What is required: Once you find the line with "Serializes the whole" in the entries below, return exactly every line from it through the line with "let mut log1 = OpLog::new();".

Exercise input:
--- START ---
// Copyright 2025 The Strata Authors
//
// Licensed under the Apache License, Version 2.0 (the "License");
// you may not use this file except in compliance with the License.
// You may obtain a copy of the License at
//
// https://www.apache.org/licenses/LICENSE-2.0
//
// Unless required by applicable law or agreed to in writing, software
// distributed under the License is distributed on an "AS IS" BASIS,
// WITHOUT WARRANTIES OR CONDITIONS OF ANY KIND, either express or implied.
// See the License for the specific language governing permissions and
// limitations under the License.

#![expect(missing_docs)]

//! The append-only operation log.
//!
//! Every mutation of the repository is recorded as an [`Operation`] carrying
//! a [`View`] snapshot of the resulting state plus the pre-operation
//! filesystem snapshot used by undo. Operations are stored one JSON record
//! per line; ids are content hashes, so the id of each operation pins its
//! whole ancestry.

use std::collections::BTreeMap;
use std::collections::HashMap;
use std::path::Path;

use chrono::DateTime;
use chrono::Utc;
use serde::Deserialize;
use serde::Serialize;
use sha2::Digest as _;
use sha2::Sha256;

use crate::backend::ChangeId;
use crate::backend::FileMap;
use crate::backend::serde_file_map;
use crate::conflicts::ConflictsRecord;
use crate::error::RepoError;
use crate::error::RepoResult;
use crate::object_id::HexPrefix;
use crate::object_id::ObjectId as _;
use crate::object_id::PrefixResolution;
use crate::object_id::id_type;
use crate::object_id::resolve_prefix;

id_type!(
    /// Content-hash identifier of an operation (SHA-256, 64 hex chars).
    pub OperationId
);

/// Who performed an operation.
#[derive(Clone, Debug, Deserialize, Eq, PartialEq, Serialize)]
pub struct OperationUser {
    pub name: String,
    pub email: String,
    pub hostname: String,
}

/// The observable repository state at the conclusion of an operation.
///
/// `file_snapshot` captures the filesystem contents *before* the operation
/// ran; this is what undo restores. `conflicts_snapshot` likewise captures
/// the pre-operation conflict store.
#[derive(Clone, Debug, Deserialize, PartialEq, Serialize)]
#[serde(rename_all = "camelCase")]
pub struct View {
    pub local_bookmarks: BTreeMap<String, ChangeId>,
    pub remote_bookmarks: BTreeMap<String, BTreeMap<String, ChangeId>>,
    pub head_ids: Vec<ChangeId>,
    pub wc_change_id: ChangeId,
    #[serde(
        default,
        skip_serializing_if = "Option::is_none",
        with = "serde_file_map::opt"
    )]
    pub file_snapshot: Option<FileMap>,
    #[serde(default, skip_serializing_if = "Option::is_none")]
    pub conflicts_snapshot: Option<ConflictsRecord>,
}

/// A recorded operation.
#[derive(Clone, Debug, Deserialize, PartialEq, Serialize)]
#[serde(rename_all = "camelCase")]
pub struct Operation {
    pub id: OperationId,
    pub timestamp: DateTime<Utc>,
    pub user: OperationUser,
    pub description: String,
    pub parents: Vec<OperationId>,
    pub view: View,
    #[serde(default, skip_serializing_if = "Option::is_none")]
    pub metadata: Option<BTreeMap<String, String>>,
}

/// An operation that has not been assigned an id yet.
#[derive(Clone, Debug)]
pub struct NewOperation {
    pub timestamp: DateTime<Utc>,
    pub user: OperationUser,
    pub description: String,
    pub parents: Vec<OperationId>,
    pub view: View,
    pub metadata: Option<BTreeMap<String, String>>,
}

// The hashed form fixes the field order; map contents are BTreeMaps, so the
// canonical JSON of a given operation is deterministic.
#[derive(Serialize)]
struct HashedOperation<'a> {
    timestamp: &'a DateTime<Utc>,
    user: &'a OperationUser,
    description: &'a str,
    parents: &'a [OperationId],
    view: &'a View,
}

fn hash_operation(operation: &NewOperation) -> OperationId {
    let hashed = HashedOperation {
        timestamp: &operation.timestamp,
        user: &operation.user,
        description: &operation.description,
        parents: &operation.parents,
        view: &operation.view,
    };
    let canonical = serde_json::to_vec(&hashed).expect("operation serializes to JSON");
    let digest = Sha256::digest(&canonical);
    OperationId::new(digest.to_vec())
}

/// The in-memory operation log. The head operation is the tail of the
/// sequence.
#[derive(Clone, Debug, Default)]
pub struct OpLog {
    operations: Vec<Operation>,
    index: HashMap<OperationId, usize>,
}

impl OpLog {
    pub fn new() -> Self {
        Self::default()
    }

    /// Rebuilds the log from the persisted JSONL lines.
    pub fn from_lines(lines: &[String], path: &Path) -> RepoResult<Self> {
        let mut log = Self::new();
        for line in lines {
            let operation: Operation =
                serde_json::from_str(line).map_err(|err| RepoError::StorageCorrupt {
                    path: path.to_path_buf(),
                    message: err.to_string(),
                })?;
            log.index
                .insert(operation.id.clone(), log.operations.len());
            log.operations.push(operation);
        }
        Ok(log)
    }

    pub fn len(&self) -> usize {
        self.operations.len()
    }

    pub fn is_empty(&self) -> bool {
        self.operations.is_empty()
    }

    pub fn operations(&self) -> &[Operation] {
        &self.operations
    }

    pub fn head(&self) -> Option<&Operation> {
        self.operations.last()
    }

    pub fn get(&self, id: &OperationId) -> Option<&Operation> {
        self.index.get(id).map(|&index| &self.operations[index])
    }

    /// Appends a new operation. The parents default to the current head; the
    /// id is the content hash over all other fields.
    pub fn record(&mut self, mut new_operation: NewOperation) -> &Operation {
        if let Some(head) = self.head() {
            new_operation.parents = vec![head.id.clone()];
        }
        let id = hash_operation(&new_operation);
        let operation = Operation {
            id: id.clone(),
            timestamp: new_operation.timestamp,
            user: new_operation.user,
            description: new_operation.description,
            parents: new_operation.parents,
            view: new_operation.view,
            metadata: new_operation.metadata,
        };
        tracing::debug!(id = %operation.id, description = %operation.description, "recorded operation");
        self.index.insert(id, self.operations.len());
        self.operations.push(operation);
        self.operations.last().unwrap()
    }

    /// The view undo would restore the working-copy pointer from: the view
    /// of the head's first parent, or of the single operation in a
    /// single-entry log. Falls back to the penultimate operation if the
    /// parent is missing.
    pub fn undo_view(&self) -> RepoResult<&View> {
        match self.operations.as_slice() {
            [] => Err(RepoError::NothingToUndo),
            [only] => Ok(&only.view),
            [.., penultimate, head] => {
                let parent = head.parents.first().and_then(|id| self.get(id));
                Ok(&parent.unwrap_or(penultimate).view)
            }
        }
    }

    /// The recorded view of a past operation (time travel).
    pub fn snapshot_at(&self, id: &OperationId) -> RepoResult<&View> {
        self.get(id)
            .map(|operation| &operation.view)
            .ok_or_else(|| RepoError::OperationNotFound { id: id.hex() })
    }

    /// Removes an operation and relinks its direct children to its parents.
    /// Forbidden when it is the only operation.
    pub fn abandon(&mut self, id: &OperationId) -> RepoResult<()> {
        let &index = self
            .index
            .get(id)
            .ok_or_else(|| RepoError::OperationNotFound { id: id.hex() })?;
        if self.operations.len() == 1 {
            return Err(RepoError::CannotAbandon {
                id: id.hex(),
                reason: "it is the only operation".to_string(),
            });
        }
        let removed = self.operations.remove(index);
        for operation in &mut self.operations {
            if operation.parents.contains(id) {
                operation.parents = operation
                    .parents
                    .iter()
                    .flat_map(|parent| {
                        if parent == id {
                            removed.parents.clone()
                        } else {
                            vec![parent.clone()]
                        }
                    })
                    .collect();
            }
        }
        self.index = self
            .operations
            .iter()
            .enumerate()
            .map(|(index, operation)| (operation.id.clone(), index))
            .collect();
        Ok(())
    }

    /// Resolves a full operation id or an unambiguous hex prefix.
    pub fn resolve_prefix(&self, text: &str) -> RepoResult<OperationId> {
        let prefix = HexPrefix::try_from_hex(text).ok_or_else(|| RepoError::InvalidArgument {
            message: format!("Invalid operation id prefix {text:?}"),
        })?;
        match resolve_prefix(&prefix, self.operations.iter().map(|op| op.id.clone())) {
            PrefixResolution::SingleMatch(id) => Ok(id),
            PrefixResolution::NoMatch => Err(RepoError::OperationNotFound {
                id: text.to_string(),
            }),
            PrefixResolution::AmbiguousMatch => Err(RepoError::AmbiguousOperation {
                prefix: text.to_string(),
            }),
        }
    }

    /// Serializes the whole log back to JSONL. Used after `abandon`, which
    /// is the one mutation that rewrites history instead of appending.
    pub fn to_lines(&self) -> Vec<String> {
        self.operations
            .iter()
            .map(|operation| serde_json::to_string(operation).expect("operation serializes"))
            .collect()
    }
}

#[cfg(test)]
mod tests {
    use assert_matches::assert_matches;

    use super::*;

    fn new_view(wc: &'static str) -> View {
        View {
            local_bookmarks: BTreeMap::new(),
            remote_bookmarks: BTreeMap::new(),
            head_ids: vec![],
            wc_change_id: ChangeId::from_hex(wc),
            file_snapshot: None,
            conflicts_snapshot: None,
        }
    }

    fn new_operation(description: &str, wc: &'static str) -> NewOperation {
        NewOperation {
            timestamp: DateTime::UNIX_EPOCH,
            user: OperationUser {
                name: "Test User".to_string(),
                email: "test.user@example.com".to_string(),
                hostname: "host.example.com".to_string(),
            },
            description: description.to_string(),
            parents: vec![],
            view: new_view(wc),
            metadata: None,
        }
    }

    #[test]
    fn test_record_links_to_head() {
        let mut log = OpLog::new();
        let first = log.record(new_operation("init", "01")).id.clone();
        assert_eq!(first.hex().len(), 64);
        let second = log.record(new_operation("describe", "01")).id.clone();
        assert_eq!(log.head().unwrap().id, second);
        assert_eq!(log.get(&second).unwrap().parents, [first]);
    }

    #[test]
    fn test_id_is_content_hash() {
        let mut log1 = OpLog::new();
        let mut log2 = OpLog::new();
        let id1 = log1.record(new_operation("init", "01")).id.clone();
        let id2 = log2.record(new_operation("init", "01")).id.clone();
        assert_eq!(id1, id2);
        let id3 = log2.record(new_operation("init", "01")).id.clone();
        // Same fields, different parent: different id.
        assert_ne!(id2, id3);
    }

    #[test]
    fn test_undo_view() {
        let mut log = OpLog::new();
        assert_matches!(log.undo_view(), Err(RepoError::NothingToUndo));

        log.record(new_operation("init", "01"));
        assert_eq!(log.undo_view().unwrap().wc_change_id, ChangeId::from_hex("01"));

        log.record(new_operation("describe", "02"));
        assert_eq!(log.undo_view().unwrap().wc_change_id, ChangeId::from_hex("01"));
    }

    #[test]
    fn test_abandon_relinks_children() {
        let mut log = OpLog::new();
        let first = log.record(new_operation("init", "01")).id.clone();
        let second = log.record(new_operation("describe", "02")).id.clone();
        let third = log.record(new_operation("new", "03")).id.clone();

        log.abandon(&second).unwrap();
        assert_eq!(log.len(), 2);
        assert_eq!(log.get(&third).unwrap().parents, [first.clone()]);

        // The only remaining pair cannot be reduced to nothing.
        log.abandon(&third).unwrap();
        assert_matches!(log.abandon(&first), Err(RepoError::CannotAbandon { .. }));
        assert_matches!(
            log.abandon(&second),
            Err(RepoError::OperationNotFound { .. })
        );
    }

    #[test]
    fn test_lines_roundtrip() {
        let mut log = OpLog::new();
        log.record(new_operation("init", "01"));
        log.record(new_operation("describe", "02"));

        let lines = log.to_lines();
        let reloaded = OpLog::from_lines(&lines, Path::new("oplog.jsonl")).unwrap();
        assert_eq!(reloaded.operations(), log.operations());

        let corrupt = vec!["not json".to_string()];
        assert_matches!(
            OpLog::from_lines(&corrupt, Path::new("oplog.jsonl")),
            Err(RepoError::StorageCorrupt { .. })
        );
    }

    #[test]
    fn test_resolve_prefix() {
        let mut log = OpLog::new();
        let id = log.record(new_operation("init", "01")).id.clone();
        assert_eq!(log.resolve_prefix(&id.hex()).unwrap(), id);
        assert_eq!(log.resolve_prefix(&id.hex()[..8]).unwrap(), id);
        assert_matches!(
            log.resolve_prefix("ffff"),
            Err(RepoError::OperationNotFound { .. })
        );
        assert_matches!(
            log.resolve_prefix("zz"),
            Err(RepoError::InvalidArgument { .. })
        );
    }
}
--- END ---
Task response:
    /// Serializes the whole log back to JSONL. Used after `abandon`, which
    /// is the one mutation that rewrites history instead of appending.
    pub fn to_lines(&self) -> Vec<String> {
        self.operations
            .iter()
            .map(|operation| serde_json::to_string(operation).expect("operation serializes"))
            .collect()
    }
}

#[cfg(test)]
mod tests {
    use assert_matches::assert_matches;

    use super::*;

    fn new_view(wc: &'static str) -> View {
        View {
            local_bookmarks: BTreeMap::new(),
            remote_bookmarks: BTreeMap::new(),
            head_ids: vec![],
            wc_change_id: ChangeId::from_hex(wc),
            file_snapshot: None,
            conflicts_snapshot: None,
        }
    }

    fn new_operation(description: &str, wc: &'static str) -> NewOperation {
        NewOperation {
            timestamp: DateTime::UNIX_EPOCH,
            user: OperationUser {
                name: "Test User".to_string(),
                email: "test.user@example.com".to_string(),
                hostname: "host.example.com".to_string(),
            },
            description: description.to_string(),
            parents: vec![],
            view: new_view(wc),
            metadata: None,
        }
    }

    #[test]
    fn test_record_links_to_head() {
        let mut log = OpLog::new();
        let first = log.record(new_operation("init", "01")).id.clone();
        assert_eq!(first.hex().len(), 64);
        let second = log.record(new_operation("describe", "01")).id.clone();
        assert_eq!(log.head().unwrap().id, second);
        assert_eq!(log.get(&second).unwrap().parents, [first]);
    }

    #[test]
    fn test_id_is_content_hash() {
        let mut log1 = OpLog::new();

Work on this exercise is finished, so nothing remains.